Nadelöhr der Weltwirtschaft wird zum Politikum

INFOGRAFIK. Drohungen aus Washington und zu wenig Wasser: Auch wenn nicht alles schön ist in Panama, steht man entschlossen zum Kanal. Das Jahrhundertprojekt mit bewegter Geschichte ist weltpolitisch in den Fokus gerückt. Ein multimedialer Überblick.

Von David Knes und Günter Pichler

Gerade einmal 36 Cent betrug das Entgelt für den US-Amerikaner Richard Halliburton, um den Panamakanal im Jahr 1928 zu passieren.

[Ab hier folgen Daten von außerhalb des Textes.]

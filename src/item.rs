//! Remote item records and the ordered per-run item mapping.
//!
//! Sources never fail on a missing optional field: every absent value resolves
//! to an explicit sentinel so downstream code can branch on "field absent"
//! without threading `Option` through the pipeline. Only `url` stays optional,
//! because an item without a URL has nothing to mirror.

use std::collections::{BTreeMap, HashMap};

use serde::{Deserialize, Serialize};
use serde_json::Value;

/// Sentinel for a record whose source omitted the item id.
pub const MISSING_ID: &str = "no_id";

/// Sentinel for a record whose source omitted the author name.
pub const MISSING_AUTHOR: &str = "no_author";

/// Sentinel creation timestamp for records whose source omitted it.
pub const CREATED_AT_SENTINEL: f64 = 123_456_789.0;

/// Builds the sentinel string for a missing descriptive field, e.g. `no_media_title`.
#[must_use]
pub fn missing_field(prefix: &str, field: &str) -> String {
    format!("no_{prefix}_{field}")
}

/// Fields captured for a single comment.
#[derive(Debug, Clone, PartialEq, Eq, Serialize, Deserialize)]
pub struct CommentFields {
    pub body: String,
    pub link_id: String,
    pub name: String,
    pub parent_id: String,
    pub permalink: String,
}

impl CommentFields {
    /// Returns a comment with every field set to its missing-field sentinel.
    #[must_use]
    pub fn missing() -> Self {
        Self {
            body: missing_field("comment", "body"),
            link_id: missing_field("comment", "link_id"),
            name: missing_field("comment", "name"),
            parent_id: missing_field("comment", "parent_id"),
            permalink: missing_field("comment", "permalink"),
        }
    }
}

/// One metadata record produced by a remote listing page.
///
/// Immutable once constructed; serialized verbatim into the sidecar file.
#[derive(Debug, Clone, PartialEq, Serialize, Deserialize)]
pub struct RemoteItem {
    /// Source-assigned identity, unique within one sync run.
    pub id: String,
    /// Content URL. Items without one are skipped.
    pub url: Option<String>,
    pub author: String,
    /// Creation time in seconds since the epoch.
    pub created_at: f64,
    /// Descriptive media fields, each defaulted to a sentinel string.
    pub media: BTreeMap<String, Value>,
    /// Comment id to comment fields.
    pub comments: BTreeMap<String, CommentFields>,
}

impl RemoteItem {
    /// Creates an item with empty media and comment mappings.
    #[must_use]
    pub fn new(
        id: impl Into<String>,
        url: Option<String>,
        author: impl Into<String>,
        created_at: f64,
    ) -> Self {
        Self {
            id: id.into(),
            url,
            author: author.into(),
            created_at,
            media: BTreeMap::new(),
            comments: BTreeMap::new(),
        }
    }

    /// Returns the name of the first required field that holds a sentinel.
    ///
    /// `id`, `author` and `created_at` feed the on-disk layout, so an item
    /// missing any of them can never be persisted.
    #[must_use]
    pub fn missing_required_field(&self) -> Option<&'static str> {
        if self.id.trim().is_empty() || self.id == MISSING_ID {
            return Some("id");
        }
        if self.author.trim().is_empty() || self.author == MISSING_AUTHOR {
            return Some("author");
        }
        if !self.created_at.is_finite() || self.created_at == CREATED_AT_SENTINEL {
            return Some("created_at");
        }
        None
    }
}

/// Insertion-ordered mapping of item id to item for one sync run.
///
/// Inserting an id that is already present replaces the stored record in
/// place (last write wins) and keeps the original position, so re-fetching a
/// page never duplicates entries.
#[derive(Debug, Default, Clone)]
pub struct ItemMap {
    items: Vec<RemoteItem>,
    index: HashMap<String, usize>,
}

impl ItemMap {
    #[must_use]
    pub fn new() -> Self {
        Self::default()
    }

    /// Inserts or replaces an item. Returns `true` when the id was new.
    pub fn insert(&mut self, item: RemoteItem) -> bool {
        if let Some(&position) = self.index.get(&item.id) {
            self.items[position] = item;
            return false;
        }
        self.index.insert(item.id.clone(), self.items.len());
        self.items.push(item);
        true
    }

    #[must_use]
    pub fn get(&self, id: &str) -> Option<&RemoteItem> {
        self.index.get(id).map(|&position| &self.items[position])
    }

    #[must_use]
    pub fn len(&self) -> usize {
        self.items.len()
    }

    #[must_use]
    pub fn is_empty(&self) -> bool {
        self.items.is_empty()
    }

    /// Iterates items in first-seen order.
    pub fn iter(&self) -> impl Iterator<Item = &RemoteItem> {
        self.items.iter()
    }
}

impl Extend<RemoteItem> for ItemMap {
    fn extend<T: IntoIterator<Item = RemoteItem>>(&mut self, iter: T) {
        for item in iter {
            self.insert(item);
        }
    }
}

Es war die geringste Gebühr, die jemals an die Kanalbehörde entrichtet wurde. Der Abenteurer benötigte nämlich kein Schiff, er schwamm. Doch weil Behörden eben Behörden sind, genehmigte man dies nur unter der Bedingung, dass der 64-Kilo-Mann nach dem Schiffsmaß Tonnage vermessen und eingestuft wird.

Derselbe Ort, knapp ein Jahrhundert später. Mit brennenden US-Flaggen und jeder Menge wütender Sprechchöre empfangen Demonstranten den neuen US-Außenminister Marco Rubio bei seiner ersten Auslandsreise nicht gerade freundlich. Sein Chef, Donald Trump, ließ im Vorfeld wissen, dass die USA unter seiner Präsidentschaft Ansprüche auf den Kanal geltend machen würden, wenn nötig auch mit militärischem Druck.
Während die Demonstranten in dem 4,5-Millionen-Einwohner-Land ihre Kampfbereitschaft zur Verteidigung der Souveränität zum Ausdruck brachten, empfing ihr Staatschef José Raúl Mulino den Gesandten Rubio im Präsidentenpalast in Panama City. Die Aufregung ob dieses Gesprächs ist nachvollziehbar, geht es doch um nichts weniger als die Lebensader des kleinen zentralamerikanischen Landes.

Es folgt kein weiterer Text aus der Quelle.